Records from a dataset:
· · · · · · ·

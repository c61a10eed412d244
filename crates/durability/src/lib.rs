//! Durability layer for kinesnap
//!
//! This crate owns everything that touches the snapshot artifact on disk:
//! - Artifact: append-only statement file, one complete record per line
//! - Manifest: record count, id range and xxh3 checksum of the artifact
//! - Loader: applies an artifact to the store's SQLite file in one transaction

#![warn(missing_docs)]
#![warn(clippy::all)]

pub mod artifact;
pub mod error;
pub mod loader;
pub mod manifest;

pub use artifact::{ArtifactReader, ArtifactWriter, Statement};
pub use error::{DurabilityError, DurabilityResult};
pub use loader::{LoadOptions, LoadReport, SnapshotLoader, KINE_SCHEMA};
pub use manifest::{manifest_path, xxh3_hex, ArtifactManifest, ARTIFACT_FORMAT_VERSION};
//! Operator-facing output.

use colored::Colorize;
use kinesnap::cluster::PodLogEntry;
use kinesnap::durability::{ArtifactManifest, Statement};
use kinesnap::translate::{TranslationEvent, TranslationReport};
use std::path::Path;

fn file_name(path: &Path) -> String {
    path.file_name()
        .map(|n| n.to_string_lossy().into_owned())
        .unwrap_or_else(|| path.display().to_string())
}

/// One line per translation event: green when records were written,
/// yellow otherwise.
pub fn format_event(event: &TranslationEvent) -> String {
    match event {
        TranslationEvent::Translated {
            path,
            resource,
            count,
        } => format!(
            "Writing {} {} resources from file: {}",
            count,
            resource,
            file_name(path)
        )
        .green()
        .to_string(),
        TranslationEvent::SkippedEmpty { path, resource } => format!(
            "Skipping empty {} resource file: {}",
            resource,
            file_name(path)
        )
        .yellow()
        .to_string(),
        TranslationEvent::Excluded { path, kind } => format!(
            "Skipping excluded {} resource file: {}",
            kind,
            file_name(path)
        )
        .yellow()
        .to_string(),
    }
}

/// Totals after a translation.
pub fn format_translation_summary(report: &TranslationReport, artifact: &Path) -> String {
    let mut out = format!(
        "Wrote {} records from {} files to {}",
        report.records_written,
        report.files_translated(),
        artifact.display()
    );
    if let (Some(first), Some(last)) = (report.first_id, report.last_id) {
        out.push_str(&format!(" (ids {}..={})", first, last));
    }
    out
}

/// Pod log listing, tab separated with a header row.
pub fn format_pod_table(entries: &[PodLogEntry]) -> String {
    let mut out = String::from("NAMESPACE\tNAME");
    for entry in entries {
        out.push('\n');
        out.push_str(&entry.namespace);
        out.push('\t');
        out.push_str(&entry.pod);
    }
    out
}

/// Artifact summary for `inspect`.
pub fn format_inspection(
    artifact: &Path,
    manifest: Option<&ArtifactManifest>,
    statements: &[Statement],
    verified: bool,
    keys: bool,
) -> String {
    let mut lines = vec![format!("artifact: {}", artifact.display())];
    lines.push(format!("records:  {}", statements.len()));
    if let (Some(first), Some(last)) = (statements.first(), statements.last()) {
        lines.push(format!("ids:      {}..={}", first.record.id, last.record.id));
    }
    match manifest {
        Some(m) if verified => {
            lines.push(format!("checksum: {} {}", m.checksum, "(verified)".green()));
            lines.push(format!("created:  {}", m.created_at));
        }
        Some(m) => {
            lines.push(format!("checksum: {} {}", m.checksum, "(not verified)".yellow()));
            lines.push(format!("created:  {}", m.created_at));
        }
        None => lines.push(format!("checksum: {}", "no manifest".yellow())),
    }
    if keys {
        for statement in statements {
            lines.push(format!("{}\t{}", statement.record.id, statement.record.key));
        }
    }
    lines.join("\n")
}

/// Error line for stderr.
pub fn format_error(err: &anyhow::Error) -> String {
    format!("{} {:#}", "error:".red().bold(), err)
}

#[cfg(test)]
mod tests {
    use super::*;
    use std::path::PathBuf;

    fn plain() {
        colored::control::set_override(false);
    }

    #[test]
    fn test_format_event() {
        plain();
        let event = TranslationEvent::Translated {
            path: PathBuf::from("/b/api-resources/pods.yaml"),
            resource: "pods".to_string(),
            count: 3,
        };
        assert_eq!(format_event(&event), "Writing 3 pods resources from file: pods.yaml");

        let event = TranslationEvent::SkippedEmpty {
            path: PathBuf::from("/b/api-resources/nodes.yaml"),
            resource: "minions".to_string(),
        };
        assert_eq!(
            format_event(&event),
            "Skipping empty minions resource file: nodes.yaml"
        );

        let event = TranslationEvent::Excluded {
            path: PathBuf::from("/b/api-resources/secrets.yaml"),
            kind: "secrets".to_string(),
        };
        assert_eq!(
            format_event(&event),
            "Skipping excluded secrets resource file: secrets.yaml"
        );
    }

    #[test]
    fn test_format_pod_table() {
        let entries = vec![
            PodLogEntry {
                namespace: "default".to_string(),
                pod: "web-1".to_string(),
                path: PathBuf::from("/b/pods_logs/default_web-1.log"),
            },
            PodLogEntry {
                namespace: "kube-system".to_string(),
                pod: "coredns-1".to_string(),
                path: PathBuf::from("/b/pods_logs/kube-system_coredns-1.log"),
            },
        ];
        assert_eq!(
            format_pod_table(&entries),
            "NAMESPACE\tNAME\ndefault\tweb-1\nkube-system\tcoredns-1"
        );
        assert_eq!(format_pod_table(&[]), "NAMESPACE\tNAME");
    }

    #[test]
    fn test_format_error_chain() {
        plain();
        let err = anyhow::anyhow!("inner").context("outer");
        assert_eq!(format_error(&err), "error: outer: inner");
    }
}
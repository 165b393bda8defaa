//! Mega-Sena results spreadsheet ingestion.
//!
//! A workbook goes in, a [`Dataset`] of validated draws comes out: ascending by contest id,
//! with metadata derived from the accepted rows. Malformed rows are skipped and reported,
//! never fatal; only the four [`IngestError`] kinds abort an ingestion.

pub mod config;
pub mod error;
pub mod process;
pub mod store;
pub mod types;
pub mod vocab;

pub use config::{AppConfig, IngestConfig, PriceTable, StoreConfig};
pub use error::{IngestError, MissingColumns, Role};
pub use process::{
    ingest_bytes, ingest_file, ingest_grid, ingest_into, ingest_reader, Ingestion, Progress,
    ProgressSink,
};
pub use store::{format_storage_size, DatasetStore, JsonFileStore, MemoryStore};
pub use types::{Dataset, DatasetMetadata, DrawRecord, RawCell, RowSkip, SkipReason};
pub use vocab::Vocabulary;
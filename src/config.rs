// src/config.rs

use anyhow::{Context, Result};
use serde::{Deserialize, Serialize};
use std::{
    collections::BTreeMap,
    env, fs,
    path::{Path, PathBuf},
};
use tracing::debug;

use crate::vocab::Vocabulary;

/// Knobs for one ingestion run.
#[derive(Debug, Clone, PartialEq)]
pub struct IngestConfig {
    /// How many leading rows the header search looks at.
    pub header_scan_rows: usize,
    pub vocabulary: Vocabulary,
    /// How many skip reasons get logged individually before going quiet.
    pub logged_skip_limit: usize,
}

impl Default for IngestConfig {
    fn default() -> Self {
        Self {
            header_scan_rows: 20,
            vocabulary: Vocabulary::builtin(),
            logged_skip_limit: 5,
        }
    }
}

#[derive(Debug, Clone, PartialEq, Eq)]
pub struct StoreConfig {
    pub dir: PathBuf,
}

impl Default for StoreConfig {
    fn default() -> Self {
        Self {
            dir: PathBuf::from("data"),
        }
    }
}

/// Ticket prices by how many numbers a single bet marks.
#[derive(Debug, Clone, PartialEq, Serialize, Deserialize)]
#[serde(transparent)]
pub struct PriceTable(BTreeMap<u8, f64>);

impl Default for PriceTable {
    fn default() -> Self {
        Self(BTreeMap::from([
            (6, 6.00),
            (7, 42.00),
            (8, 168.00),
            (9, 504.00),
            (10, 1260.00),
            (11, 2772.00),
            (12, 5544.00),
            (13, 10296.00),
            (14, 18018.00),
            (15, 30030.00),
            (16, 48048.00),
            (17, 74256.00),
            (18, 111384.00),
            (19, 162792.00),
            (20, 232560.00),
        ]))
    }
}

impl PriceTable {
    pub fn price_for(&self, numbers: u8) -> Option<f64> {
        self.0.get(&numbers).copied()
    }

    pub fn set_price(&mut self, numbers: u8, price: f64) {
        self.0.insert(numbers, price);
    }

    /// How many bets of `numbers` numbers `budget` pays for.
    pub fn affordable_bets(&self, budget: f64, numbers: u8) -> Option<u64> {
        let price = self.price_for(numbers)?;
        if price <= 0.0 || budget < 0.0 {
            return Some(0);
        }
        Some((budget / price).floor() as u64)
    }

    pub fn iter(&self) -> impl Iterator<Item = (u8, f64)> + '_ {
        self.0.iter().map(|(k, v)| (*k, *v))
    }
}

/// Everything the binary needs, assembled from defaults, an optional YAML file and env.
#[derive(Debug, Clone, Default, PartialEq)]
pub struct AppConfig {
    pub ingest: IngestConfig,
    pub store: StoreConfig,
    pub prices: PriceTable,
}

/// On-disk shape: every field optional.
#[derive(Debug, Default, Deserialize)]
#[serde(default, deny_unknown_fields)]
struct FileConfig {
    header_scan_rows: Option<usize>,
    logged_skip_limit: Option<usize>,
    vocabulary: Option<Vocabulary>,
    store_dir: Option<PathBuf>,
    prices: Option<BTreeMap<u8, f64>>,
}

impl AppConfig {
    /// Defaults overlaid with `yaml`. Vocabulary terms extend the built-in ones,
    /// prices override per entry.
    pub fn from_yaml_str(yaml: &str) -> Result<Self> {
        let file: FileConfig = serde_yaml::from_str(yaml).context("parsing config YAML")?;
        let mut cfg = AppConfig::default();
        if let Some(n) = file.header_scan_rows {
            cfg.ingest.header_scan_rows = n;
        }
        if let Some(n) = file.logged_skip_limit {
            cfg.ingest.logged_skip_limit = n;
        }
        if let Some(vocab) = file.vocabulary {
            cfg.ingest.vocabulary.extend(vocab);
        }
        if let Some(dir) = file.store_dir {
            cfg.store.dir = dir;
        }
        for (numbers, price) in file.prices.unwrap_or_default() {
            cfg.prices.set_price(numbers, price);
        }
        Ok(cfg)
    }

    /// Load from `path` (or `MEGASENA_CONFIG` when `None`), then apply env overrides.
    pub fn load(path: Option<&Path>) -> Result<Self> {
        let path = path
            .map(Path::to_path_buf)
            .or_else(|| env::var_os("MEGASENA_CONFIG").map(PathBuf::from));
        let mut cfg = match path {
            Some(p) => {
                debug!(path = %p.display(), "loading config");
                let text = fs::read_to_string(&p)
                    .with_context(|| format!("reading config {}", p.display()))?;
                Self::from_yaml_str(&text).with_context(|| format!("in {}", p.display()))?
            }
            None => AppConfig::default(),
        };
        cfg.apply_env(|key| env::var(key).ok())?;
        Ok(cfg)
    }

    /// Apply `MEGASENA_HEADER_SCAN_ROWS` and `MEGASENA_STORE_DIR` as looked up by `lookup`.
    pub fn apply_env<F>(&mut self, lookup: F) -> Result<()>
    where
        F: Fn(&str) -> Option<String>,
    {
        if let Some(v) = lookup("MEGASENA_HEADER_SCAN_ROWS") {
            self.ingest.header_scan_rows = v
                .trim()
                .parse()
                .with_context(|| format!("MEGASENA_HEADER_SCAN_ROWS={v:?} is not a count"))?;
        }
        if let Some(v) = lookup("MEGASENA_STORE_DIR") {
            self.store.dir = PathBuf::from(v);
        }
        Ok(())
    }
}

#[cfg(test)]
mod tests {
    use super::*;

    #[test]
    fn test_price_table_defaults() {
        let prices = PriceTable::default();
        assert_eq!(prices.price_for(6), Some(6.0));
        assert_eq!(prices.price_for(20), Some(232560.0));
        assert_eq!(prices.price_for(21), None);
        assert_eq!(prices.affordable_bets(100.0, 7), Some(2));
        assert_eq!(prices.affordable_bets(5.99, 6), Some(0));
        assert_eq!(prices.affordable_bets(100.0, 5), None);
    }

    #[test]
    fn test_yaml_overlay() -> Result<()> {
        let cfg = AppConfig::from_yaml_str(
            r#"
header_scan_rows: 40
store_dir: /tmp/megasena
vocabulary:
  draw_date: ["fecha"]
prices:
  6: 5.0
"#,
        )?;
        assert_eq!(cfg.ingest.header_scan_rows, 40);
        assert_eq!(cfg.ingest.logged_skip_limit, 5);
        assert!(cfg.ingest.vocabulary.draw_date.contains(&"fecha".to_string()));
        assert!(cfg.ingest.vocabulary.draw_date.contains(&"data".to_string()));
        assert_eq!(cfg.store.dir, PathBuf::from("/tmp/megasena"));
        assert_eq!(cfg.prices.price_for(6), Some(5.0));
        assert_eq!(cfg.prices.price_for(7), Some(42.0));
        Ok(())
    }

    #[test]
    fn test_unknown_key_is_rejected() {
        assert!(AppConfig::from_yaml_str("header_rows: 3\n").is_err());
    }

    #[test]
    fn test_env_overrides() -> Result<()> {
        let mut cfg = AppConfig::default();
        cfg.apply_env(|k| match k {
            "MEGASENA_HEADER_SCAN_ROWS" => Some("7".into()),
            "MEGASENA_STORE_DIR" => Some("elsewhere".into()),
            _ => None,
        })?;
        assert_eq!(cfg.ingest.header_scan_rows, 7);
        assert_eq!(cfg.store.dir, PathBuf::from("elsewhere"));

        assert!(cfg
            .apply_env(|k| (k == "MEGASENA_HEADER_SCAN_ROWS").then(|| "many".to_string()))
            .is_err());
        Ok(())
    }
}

· · · · · · ·

Exercise aim: Which of the lines above hold the word "last"? Copy each one.

Output for this exercise:
    if let (Some(first), Some(last)) = (report.first_id, report.last_id) {
        out.push_str(&format!(" (ids {}..={})", first, last));
    if let (Some(first), Some(last)) = (statements.first(), statements.last()) {
        lines.push(format!("ids:      {}..={}", first.record.id, last.record.id));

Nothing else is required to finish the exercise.